(Collected data)
------------------------

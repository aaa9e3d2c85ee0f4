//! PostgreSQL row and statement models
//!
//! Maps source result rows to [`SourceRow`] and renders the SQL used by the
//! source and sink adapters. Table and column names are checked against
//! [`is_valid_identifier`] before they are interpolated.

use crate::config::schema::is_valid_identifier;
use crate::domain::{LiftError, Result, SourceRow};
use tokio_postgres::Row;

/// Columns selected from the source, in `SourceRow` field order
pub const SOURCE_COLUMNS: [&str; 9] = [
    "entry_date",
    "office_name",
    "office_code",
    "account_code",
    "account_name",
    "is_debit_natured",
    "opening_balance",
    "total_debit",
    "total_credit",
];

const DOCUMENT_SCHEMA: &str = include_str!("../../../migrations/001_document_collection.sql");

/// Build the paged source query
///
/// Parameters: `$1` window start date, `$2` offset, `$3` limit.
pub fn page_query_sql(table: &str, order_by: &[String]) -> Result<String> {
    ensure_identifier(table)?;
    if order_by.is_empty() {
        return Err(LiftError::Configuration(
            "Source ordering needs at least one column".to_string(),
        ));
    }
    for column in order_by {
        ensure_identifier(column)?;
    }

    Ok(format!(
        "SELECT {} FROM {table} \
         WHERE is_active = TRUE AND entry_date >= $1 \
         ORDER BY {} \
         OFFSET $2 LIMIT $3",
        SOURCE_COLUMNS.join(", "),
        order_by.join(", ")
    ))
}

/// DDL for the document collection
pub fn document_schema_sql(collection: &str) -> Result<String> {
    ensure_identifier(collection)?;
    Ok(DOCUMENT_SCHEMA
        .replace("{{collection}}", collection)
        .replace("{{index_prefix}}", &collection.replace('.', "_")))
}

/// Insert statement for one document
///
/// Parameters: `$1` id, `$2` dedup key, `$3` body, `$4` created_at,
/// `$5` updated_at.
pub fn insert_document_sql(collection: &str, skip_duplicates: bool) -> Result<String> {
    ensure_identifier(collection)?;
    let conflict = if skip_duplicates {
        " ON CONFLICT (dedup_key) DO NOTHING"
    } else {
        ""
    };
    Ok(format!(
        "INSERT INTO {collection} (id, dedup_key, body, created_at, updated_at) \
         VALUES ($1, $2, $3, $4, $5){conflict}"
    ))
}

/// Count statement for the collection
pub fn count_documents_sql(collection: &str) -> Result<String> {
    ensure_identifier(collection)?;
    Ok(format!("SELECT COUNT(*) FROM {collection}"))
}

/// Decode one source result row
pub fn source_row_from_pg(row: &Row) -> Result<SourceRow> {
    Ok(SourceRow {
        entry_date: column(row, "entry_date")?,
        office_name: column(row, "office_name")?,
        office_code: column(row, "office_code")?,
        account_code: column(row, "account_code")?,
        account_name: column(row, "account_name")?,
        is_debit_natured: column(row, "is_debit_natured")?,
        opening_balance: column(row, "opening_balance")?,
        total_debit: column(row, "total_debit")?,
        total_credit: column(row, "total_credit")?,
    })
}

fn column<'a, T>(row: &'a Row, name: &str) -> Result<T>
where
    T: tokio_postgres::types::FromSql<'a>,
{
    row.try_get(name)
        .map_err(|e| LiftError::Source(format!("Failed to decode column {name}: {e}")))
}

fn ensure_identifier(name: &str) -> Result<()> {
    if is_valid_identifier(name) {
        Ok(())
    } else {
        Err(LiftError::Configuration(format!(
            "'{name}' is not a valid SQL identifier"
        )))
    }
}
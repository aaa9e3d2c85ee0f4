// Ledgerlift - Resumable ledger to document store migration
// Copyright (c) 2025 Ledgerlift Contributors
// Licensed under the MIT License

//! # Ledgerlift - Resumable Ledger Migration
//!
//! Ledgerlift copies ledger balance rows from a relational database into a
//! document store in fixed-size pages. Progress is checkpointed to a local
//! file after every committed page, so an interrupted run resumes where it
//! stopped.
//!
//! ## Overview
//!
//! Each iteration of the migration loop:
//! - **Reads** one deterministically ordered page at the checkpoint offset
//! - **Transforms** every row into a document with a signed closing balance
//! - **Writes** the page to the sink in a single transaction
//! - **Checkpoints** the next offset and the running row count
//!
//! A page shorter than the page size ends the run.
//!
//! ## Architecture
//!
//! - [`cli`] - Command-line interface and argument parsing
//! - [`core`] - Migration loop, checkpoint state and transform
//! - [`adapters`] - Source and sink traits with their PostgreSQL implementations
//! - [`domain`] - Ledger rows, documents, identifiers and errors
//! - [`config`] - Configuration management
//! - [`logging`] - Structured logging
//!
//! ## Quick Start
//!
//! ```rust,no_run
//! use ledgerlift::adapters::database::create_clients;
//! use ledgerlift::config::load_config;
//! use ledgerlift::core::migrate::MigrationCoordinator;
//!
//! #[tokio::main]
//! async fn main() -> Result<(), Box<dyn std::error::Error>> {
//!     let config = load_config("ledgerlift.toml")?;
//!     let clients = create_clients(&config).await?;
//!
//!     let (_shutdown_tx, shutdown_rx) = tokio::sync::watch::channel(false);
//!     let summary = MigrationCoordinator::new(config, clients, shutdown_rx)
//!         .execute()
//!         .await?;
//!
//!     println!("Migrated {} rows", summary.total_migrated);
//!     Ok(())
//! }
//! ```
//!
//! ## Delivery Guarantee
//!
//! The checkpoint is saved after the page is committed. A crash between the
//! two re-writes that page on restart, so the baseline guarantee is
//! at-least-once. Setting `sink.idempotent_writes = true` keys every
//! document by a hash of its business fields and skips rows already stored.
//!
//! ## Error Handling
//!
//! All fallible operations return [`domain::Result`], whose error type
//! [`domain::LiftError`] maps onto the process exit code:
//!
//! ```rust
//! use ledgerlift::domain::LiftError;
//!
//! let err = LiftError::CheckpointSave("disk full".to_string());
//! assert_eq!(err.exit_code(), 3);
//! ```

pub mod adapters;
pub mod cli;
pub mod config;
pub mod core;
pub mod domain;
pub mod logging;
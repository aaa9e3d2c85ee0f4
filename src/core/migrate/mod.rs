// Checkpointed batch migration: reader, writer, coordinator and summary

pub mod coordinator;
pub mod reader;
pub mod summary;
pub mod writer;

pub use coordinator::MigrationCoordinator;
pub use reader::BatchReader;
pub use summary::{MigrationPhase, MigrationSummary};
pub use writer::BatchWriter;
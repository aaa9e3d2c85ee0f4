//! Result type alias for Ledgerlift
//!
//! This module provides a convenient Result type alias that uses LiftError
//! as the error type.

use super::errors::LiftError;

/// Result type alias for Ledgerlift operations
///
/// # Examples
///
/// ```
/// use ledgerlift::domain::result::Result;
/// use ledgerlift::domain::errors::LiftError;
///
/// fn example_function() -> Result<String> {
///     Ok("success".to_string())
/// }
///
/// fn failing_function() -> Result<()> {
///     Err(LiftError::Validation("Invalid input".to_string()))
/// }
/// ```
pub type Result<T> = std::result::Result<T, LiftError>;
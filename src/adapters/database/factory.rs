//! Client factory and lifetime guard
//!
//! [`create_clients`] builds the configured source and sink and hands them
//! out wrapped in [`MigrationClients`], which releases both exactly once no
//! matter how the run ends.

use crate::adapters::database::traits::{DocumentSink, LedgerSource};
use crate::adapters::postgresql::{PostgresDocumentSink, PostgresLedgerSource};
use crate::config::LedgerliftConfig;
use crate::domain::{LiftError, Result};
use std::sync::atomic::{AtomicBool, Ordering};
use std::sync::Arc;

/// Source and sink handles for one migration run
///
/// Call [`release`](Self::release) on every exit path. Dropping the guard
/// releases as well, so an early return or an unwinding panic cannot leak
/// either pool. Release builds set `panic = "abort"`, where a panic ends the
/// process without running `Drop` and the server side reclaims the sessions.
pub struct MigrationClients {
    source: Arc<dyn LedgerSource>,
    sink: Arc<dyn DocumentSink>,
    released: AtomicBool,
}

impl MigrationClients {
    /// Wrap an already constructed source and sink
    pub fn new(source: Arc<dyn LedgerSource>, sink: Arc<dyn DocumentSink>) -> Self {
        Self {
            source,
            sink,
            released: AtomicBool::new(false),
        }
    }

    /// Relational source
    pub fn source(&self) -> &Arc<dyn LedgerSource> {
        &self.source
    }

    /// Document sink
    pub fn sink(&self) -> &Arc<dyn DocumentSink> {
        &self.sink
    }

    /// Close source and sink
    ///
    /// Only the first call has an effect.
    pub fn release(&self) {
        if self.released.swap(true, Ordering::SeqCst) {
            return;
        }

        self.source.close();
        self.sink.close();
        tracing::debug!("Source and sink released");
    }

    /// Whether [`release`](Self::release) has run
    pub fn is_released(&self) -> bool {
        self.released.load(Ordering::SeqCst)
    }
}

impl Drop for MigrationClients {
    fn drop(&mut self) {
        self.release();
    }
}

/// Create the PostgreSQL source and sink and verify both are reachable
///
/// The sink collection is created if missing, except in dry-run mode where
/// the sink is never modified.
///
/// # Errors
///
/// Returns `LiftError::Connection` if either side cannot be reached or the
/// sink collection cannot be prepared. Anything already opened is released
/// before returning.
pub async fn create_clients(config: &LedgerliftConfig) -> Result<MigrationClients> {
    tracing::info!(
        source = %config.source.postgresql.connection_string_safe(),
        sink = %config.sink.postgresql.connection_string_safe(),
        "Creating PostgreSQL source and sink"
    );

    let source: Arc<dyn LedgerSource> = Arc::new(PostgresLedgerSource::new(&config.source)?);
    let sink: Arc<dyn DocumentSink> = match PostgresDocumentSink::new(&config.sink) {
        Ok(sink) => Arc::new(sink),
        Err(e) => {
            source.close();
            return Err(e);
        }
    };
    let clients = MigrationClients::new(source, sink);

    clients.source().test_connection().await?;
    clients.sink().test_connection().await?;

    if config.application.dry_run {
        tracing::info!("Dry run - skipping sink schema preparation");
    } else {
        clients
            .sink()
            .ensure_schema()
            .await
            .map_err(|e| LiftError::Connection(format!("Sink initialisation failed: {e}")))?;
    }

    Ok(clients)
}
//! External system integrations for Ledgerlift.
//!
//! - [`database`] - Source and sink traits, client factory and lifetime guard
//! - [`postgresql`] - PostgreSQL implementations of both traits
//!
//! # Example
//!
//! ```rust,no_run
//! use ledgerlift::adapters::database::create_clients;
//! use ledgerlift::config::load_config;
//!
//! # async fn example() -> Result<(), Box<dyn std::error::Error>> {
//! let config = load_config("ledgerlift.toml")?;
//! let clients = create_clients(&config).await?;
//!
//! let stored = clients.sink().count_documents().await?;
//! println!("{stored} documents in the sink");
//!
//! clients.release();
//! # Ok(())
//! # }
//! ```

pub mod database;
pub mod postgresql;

------------------------

• _What you need to do_: Sift through the entries and copy every line with "factory".

• _Exercise response_:
filename src/adapters/database/factory.rs
//! Client factory and lifetime guard
//! - [`database`] - Source and sink traits, client factory and lifetime guard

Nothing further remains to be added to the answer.